There was a rumbling, and a violent rending, and roots broke into the rock and a thick trunk formed and began to spiral upward. The One True Master fell onto the wylde and let out a cruel hiss. She struggled violently, like a tarantula caught in the grasp of a scorpion, her huge legs scrabbling and tearing.

But a tree grew beneath her now, a tree with a trunk thicker than oak, and branches that pierced her and grew up through her body. The sinuous limbs shot through armored breastplates, sent tendrils and twigs growing through her skull and shoulders.

In an instant, a vast tree took form, its green branches as alive as snakes. It held the monster and crushed her and pierced her all at once.

The One True Master gaped and hissed. She craned her head back, as if suffering indescribable agony. Purple gore coursed from her wounds.

The monster swung its head left and right, trying to dislodge itself.

But the wylde held it, made it one with the Earth.

Within seconds the ghostly runes that simmered across the One True Master's body winked out, like candles extinguished by a breeze.

Gaborn dropped to the ground, panting. You cannot kill a locus, he suspected. Its evil would only pass on to another.

Help me, he cried in his heart, seeking aid from the Glories.

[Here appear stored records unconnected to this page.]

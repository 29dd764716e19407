use async_trait::async_trait;
use std::time::Duration;

use crate::{
    config::{FlowConfig, Pacing},
    context::ConversationContext,
    error::{FlowError, Result},
    event::UserEvent,
    gateway::Gateways,
    model::{LetterOffer, PolicyCatalog},
    transcript::Transcript,
};

/// Result of a task execution
#[derive(Debug, Clone, PartialEq)]
pub struct TaskResult {
    /// Next action to take
    pub next_action: NextAction,
    /// Short description of where the session stands, kept on the session
    pub status_message: Option<String>,
    /// Filled in by the graph
    pub task_id: String,
}

impl TaskResult {
    pub fn new(next_action: NextAction) -> Self {
        Self {
            next_action,
            status_message: None,
            task_id: String::new(),
        }
    }

    pub fn new_with_status(next_action: NextAction, status_message: impl Into<String>) -> Self {
        Self {
            next_action,
            status_message: Some(status_message.into()),
            task_id: String::new(),
        }
    }
}

/// Defines what should happen after a task completes
#[derive(Debug, Clone, PartialEq, Eq)]
pub enum NextAction {
    /// Stay on this task until the next event
    WaitForInput,
    /// Move along the outgoing edge and wait there
    Continue,
    /// Move along the outgoing edge and run that task straight away
    ContinueAndExecute,
    /// Move to a specific task and wait there
    GoTo(String),
    /// Move to a specific task and run it straight away
    GoToAndExecute(String),
    /// The episode is over; the session goes back to the start task silently
    End,
    /// The episode is over; the start task runs straight away and its first
    /// turn is held back for at least the given delay
    ReturnToMenu(Duration),
}

/// How execution reached the task that is about to run.
#[derive(Debug, Clone, Copy, PartialEq, Eq)]
pub enum Arrival {
    /// First step of a brand new session
    Opened,
    /// A user event was delivered to the task the session is parked on
    Resumed,
    /// An event handler runs while the session stays parked elsewhere
    Detached,
    /// A previous task handed over with `ContinueAndExecute` or `GoToAndExecute`
    Chained,
    /// The previous episode ended with `ReturnToMenu`
    Returned(Duration),
}

/// Everything a task can see or touch while it runs.
pub struct TaskContext<'a> {
    pub conversation: &'a mut ConversationContext,
    pub transcript: &'a mut Transcript,
    pub letter_offers: &'a mut Vec<LetterOffer>,
    pub gateways: &'a Gateways,
    config: &'a FlowConfig,
    session_id: &'a str,
    arrival: Arrival,
    event: Option<UserEvent>,
}

impl<'a> TaskContext<'a> {
    #[allow(clippy::too_many_arguments)]
    pub fn new(
        session_id: &'a str,
        conversation: &'a mut ConversationContext,
        letter_offers: &'a mut Vec<LetterOffer>,
        transcript: &'a mut Transcript,
        gateways: &'a Gateways,
        config: &'a FlowConfig,
        arrival: Arrival,
        event: Option<UserEvent>,
    ) -> Self {
        Self {
            conversation,
            transcript,
            letter_offers,
            gateways,
            config,
            session_id,
            arrival,
            event,
        }
    }

    pub fn session_id(&self) -> &str {
        self.session_id
    }

    pub fn arrival(&self) -> Arrival {
        self.arrival
    }

    pub fn pacing(&self) -> Pacing {
        self.config.pacing
    }

    pub fn catalog(&self) -> &PolicyCatalog {
        &self.config.catalog
    }

    /// Hands the pending event to the task. Only the first call gets it.
    pub fn take_event(&mut self) -> Option<UserEvent> {
        self.event.take()
    }

    /// The error a task returns for an event it has no use for.
    pub fn unexpected(&self, task_id: &str, event: &UserEvent) -> FlowError {
        FlowError::UnexpectedEvent {
            task_id: task_id.to_string(),
            event: event.kind(),
        }
    }

    pub(crate) fn into_event(self) -> Option<UserEvent> {
        self.event
    }
}

/// Core trait that all tasks must implement
#[async_trait]
pub trait Task: Send + Sync {
    /// Unique identifier for this task
    fn id(&self) -> &str;

    /// Execute the task against the session it was scheduled for
    async fn run(&self, ctx: &mut TaskContext<'_>) -> Result<TaskResult>;
}
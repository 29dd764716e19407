use async_trait::async_trait;
use chrono::{DateTime, Utc};
use dashmap::DashMap;
use serde::{Deserialize, Serialize};
use std::sync::Arc;
use uuid::Uuid;

use crate::{context::ConversationContext, error::Result, model::LetterOffer};

/// Session information
#[derive(Debug, Clone, Serialize, Deserialize)]
pub struct Session {
    pub id: String,
    pub current_task_id: String,
    pub status_message: Option<String>,
    pub conversation: ConversationContext,
    /// Letter forms handed out and not yet used
    pub letter_offers: Vec<LetterOffer>,
    pub created_at: DateTime<Utc>,
    pub updated_at: DateTime<Utc>,
}

impl Session {
    pub fn new_from_task(sid: String, task_name: &str) -> Self {
        let now = Utc::now();
        Self {
            id: sid,
            current_task_id: task_name.to_string(),
            status_message: None,
            conversation: ConversationContext::new(),
            letter_offers: Vec::new(),
            created_at: now,
            updated_at: now,
        }
    }

    pub fn offer(&self, id: Uuid) -> Option<&LetterOffer> {
        self.letter_offers.iter().find(|offer| offer.id == id)
    }
}

/// Trait for storing and retrieving sessions
#[async_trait]
pub trait SessionStorage: Send + Sync {
    async fn save(&self, session: Session) -> Result<()>;
    async fn get(&self, id: &str) -> Result<Option<Session>>;
    async fn delete(&self, id: &str) -> Result<()>;
}

/// In-memory implementation of SessionStorage
#[derive(Default)]
pub struct InMemorySessionStorage {
    sessions: Arc<DashMap<String, Session>>,
}

impl InMemorySessionStorage {
    pub fn new() -> Self {
        Self::default()
    }
}

#[async_trait]
impl SessionStorage for InMemorySessionStorage {
    async fn save(&self, mut session: Session) -> Result<()> {
        session.updated_at = Utc::now();
        self.sessions.insert(session.id.clone(), session);
        Ok(())
    }

    async fn get(&self, id: &str) -> Result<Option<Session>> {
        Ok(self.sessions.get(id).map(|entry| entry.value().clone()))
    }

    async fn delete(&self, id: &str) -> Result<()> {
        self.sessions.remove(id);
        Ok(())
    }
}
use chrono::{DateTime, Utc};
use serde::{Deserialize, Serialize};
use std::fmt;
use uuid::Uuid;

/// The four workflows offered from the main menu.
#[derive(Debug, Clone, Copy, PartialEq, Eq, Hash, Serialize, Deserialize)]
#[serde(rename_all = "snake_case")]
pub enum WorkflowKind {
    PreClaim,
    Simulator,
    DenialExplanation,
    Appeal,
}

impl WorkflowKind {
    pub const ALL: [WorkflowKind; 4] = [
        WorkflowKind::PreClaim,
        WorkflowKind::Simulator,
        WorkflowKind::DenialExplanation,
        WorkflowKind::Appeal,
    ];

    pub fn as_str(&self) -> &'static str {
        match self {
            WorkflowKind::PreClaim => "pre_claim",
            WorkflowKind::Simulator => "simulator",
            WorkflowKind::DenialExplanation => "denial_explanation",
            WorkflowKind::Appeal => "appeal",
        }
    }

    pub fn label(&self) -> &'static str {
        match self {
            WorkflowKind::PreClaim => "🔍 Pre-Claim Analysis",
            WorkflowKind::Simulator => "🔮 Claim Simulator",
            WorkflowKind::DenialExplanation => "📋 Denial Explanation",
            WorkflowKind::Appeal => "✍️ Appeal Letter",
        }
    }

    /// Workflows that must never see documents from an earlier episode.
    pub fn is_fresh_start(&self) -> bool {
        matches!(self, WorkflowKind::PreClaim | WorkflowKind::Simulator)
    }

    /// Workflows that need a denial letter on top of the bill and notes.
    pub fn requires_denial_letter(&self) -> bool {
        matches!(self, WorkflowKind::DenialExplanation | WorkflowKind::Appeal)
    }
}

impl fmt::Display for WorkflowKind {
    fn fmt(&self, f: &mut fmt::Formatter<'_>) -> fmt::Result {
        f.write_str(self.as_str())
    }
}

/// Storage bucket for an uploaded batch.
#[derive(Debug, Clone, Copy, PartialEq, Eq, Hash, Serialize, Deserialize, Default)]
pub enum DocumentCategory {
    /// Medical bill, doctor's notes and custom policy documents.
    #[default]
    PreClaim,
    /// The insurer's denial letter.
    Denial,
}

impl DocumentCategory {
    pub fn as_str(&self) -> &'static str {
        match self {
            DocumentCategory::PreClaim => "PreClaim",
            DocumentCategory::Denial => "Denial",
        }
    }
}

impl fmt::Display for DocumentCategory {
    fn fmt(&self, f: &mut fmt::Formatter<'_>) -> fmt::Result {
        f.write_str(self.as_str())
    }
}

/// Opaque document identifier. The backend hands out integers, but nothing
/// here depends on that, so string ids round-trip as well.
#[derive(Debug, Clone, PartialEq, Eq, Hash, Serialize, Deserialize)]
#[serde(untagged)]
pub enum DocumentId {
    Numeric(i64),
    Text(String),
}

impl fmt::Display for DocumentId {
    fn fmt(&self, f: &mut fmt::Formatter<'_>) -> fmt::Result {
        match self {
            DocumentId::Numeric(id) => write!(f, "{id}"),
            DocumentId::Text(id) => f.write_str(id),
        }
    }
}

impl From<i64> for DocumentId {
    fn from(id: i64) -> Self {
        DocumentId::Numeric(id)
    }
}

impl From<&str> for DocumentId {
    fn from(id: &str) -> Self {
        DocumentId::Text(id.to_string())
    }
}

/// A normalized record produced by document intake. Immutable once created.
#[derive(Debug, Clone, PartialEq, Serialize, Deserialize)]
pub struct UploadedDocument {
    pub id: DocumentId,
    pub category: DocumentCategory,
    pub filename: String,
    #[serde(default)]
    pub file_type: Option<String>,
    #[serde(default)]
    pub ocr_completed: bool,
}

pub const CUSTOM_POLICY_SENTINEL: &str = "custom_uploaded";

/// The policy an analysis is checked against.
///
/// `CustomUpload` only records that the user supplied their own policy
/// document; it carries no policy content of its own.
#[derive(Debug, Clone, PartialEq, Eq, Hash, Serialize, Deserialize)]
#[serde(from = "String", into = "String")]
pub enum PolicyReference {
    Catalog(String),
    CustomUpload,
}

impl PolicyReference {
    pub fn catalog(id: impl Into<String>) -> Self {
        PolicyReference::Catalog(id.into())
    }

    pub fn as_str(&self) -> &str {
        match self {
            PolicyReference::Catalog(id) => id,
            PolicyReference::CustomUpload => CUSTOM_POLICY_SENTINEL,
        }
    }

    /// Parses a stored policy value. Blank values mean "no policy".
    pub fn parse(value: &str) -> Option<Self> {
        let value = value.trim();
        if value.is_empty() {
            None
        } else {
            Some(PolicyReference::from(value.to_string()))
        }
    }
}

impl From<String> for PolicyReference {
    fn from(value: String) -> Self {
        if value == CUSTOM_POLICY_SENTINEL {
            PolicyReference::CustomUpload
        } else {
            PolicyReference::Catalog(value)
        }
    }
}

impl From<PolicyReference> for String {
    fn from(policy: PolicyReference) -> Self {
        policy.as_str().to_string()
    }
}

impl fmt::Display for PolicyReference {
    fn fmt(&self, f: &mut fmt::Formatter<'_>) -> fmt::Result {
        f.write_str(self.as_str())
    }
}

pub const UPLOAD_CUSTOM_POLICY: &str = "UPLOAD_CUSTOM";

/// What the user picked from the policy options.
#[derive(Debug, Clone, PartialEq, Eq, Serialize, Deserialize)]
#[serde(from = "String", into = "String")]
pub enum PolicyChoice {
    Plan(String),
    UploadCustom,
}

impl From<String> for PolicyChoice {
    fn from(value: String) -> Self {
        if value == UPLOAD_CUSTOM_POLICY {
            PolicyChoice::UploadCustom
        } else {
            PolicyChoice::Plan(value)
        }
    }
}

impl From<PolicyChoice> for String {
    fn from(choice: PolicyChoice) -> Self {
        match choice {
            PolicyChoice::Plan(id) => id,
            PolicyChoice::UploadCustom => UPLOAD_CUSTOM_POLICY.to_string(),
        }
    }
}

#[derive(Debug, Clone, PartialEq, Eq, Serialize, Deserialize)]
pub struct PlanOption {
    pub id: String,
    pub label: String,
}

impl PlanOption {
    pub fn new(id: impl Into<String>, label: impl Into<String>) -> Self {
        Self {
            id: id.into(),
            label: label.into(),
        }
    }
}

/// Known insurance plans offered for selection.
#[derive(Debug, Clone, PartialEq, Eq, Serialize, Deserialize)]
pub struct PolicyCatalog {
    plans: Vec<PlanOption>,
}

impl PolicyCatalog {
    pub fn new(plans: Vec<PlanOption>) -> Self {
        Self { plans }
    }

    pub fn plans(&self) -> &[PlanOption] {
        &self.plans
    }

    pub fn find(&self, id: &str) -> Option<&PlanOption> {
        self.plans.iter().find(|plan| plan.id == id)
    }

    pub fn is_empty(&self) -> bool {
        self.plans.is_empty()
    }
}

impl Default for PolicyCatalog {
    fn default() -> Self {
        Self::new(vec![
            PlanOption::new("aetna_ppo", "Aetna PPO"),
            PlanOption::new("bluecross_ppo", "BlueCross PPO"),
            PlanOption::new("unitedhealthcare", "UnitedHealthcare"),
        ])
    }
}

/// A file attached by the user, carried as base64 on the wire.
#[derive(Debug, Clone, PartialEq, Eq, Serialize, Deserialize)]
pub struct FileBlob {
    pub filename: String,
    #[serde(default)]
    pub content_type: Option<String>,
    #[serde(with = "base64_bytes")]
    pub bytes: Vec<u8>,
}

impl FileBlob {
    pub fn new(filename: impl Into<String>, bytes: impl Into<Vec<u8>>) -> Self {
        Self {
            filename: filename.into(),
            content_type: None,
            bytes: bytes.into(),
        }
    }
}

mod base64_bytes {
    use base64::{Engine, engine::general_purpose::STANDARD};
    use serde::{Deserialize, Deserializer, Serializer, de::Error};

    pub fn serialize<S: Serializer>(bytes: &[u8], serializer: S) -> Result<S::Ok, S::Error> {
        serializer.serialize_str(&STANDARD.encode(bytes))
    }

    pub fn deserialize<'de, D: Deserializer<'de>>(deserializer: D) -> Result<Vec<u8>, D::Error> {
        let encoded = String::deserialize(deserializer)?;
        STANDARD.decode(encoded.as_bytes()).map_err(D::Error::custom)
    }
}

/// Sender and recipient details for the appeal letter.
#[derive(Debug, Clone, Default, PartialEq, Eq, Serialize, Deserialize)]
#[serde(rename_all = "camelCase", default)]
pub struct AppealDetails {
    pub sender_name: String,
    pub sender_address: String,
    pub sender_city_state_zip: String,
    pub sender_email: String,
    pub sender_phone: String,
    pub recipient_name: String,
    pub recipient_title: String,
    pub recipient_org: String,
    pub recipient_address: String,
}

impl AppealDetails {
    /// Labels of required fields left blank.
    pub fn missing_fields(&self) -> Vec<&'static str> {
        [
            (&self.sender_name, "Full Name"),
            (&self.sender_phone, "Phone Number"),
            (&self.sender_email, "Email Address"),
            (&self.sender_address, "Street Address"),
            (&self.sender_city_state_zip, "City, State, ZIP"),
            (&self.recipient_org, "Organization Name"),
            (&self.recipient_address, "Organization Address"),
        ]
        .into_iter()
        .filter(|(value, _)| value.trim().is_empty())
        .map(|(_, label)| label)
        .collect()
    }
}

#[derive(Debug, Clone, Copy, PartialEq, Eq, Serialize, Deserialize)]
#[serde(rename_all = "lowercase")]
pub enum RiskBand {
    Low,
    Medium,
    High,
}

impl RiskBand {
    pub fn from_score(score: u8) -> Self {
        match score {
            0..=30 => RiskBand::Low,
            31..=70 => RiskBand::Medium,
            _ => RiskBand::High,
        }
    }
}

#[derive(Debug, Clone, Default, PartialEq, Serialize, Deserialize)]
pub struct Reasoning {
    #[serde(default, skip_serializing_if = "Option::is_none")]
    pub recommendation: Option<String>,
    #[serde(default, skip_serializing_if = "Option::is_none")]
    pub explanation: Option<String>,
    #[serde(default, skip_serializing_if = "Option::is_none")]
    pub simple_explanation: Option<String>,
    #[serde(default, skip_serializing_if = "Option::is_none")]
    pub denial_code_meaning: Option<String>,
    #[serde(flatten)]
    pub other: serde_json::Map<String, serde_json::Value>,
}

#[derive(Debug, Clone, PartialEq, Eq, Serialize, Deserialize)]
pub struct ExtractedDocument {
    #[serde(rename = "type")]
    pub doc_type: String,
    pub filename: String,
}

/// Outcome of a pre-claim or denial analysis.
#[derive(Debug, Clone, Default, PartialEq, Serialize, Deserialize)]
pub struct AnalysisReport {
    #[serde(default)]
    pub denial_risk_score: Option<u8>,
    #[serde(default)]
    pub missing_requirements: Vec<String>,
    #[serde(default, rename = "reasoning_result")]
    pub reasoning: Option<Reasoning>,
    #[serde(default)]
    pub extracted_documents: Vec<ExtractedDocument>,
}

impl AnalysisReport {
    pub fn risk_band(&self) -> Option<RiskBand> {
        self.denial_risk_score.map(RiskBand::from_score)
    }
}

#[derive(Debug, Clone, PartialEq, Eq, Serialize, Deserialize)]
pub struct Scenario {
    pub estimated_probability: u8,
    pub description: String,
    #[serde(default)]
    pub reasoning: String,
}

/// Approval odds plus the scenarios that would improve them.
#[derive(Debug, Clone, PartialEq, Eq, Serialize, Deserialize)]
pub struct SimulationReport {
    pub current_approval_probability: u8,
    #[serde(default)]
    pub missing_evidence: Vec<String>,
    #[serde(default)]
    pub scenarios: Vec<Scenario>,
}

impl SimulationReport {
    /// Orders scenarios by estimated probability, best first.
    pub fn ranked(mut self) -> Self {
        self.scenarios
            .sort_by(|a, b| b.estimated_probability.cmp(&a.estimated_probability));
        self
    }
}

/// Rendered letter as returned by the letter gateway.
#[derive(Debug, Clone, PartialEq, Eq)]
pub struct LetterArtifact {
    pub filename: String,
    pub content_type: String,
    pub bytes: Vec<u8>,
}

/// Download handle for a stored letter.
#[derive(Debug, Clone, PartialEq, Eq, Serialize, Deserialize)]
pub struct ArtifactRef {
    pub id: Uuid,
    pub filename: String,
    pub content_type: String,
    pub size: usize,
}

/// A pending offer to generate an appeal letter, bound to the documents and
/// policy that were current when it was made.
#[derive(Debug, Clone, PartialEq, Eq, Serialize, Deserialize)]
pub struct LetterOffer {
    pub id: Uuid,
    pub document_ids: Vec<DocumentId>,
    pub policy: PolicyReference,
    pub created_at: DateTime<Utc>,
}

impl LetterOffer {
    pub fn new(document_ids: Vec<DocumentId>, policy: PolicyReference) -> Self {
        Self {
            id: Uuid::new_v4(),
            document_ids,
            policy,
            created_at: Utc::now(),
        }
    }
}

There had been a darkness about the creature, a shadow that followed as
it walked. Gaborn saw that specter now. It surged upward, like a sooty cloud, or a winged shadow. It hovered above the dead reaver, above the living tree.

And the Glories came. Distant lights seemed to break through the rock above, swirling down from the netherworld. They were faint at first, as if seen miles and miles away. But in a matter of seconds they were revealed.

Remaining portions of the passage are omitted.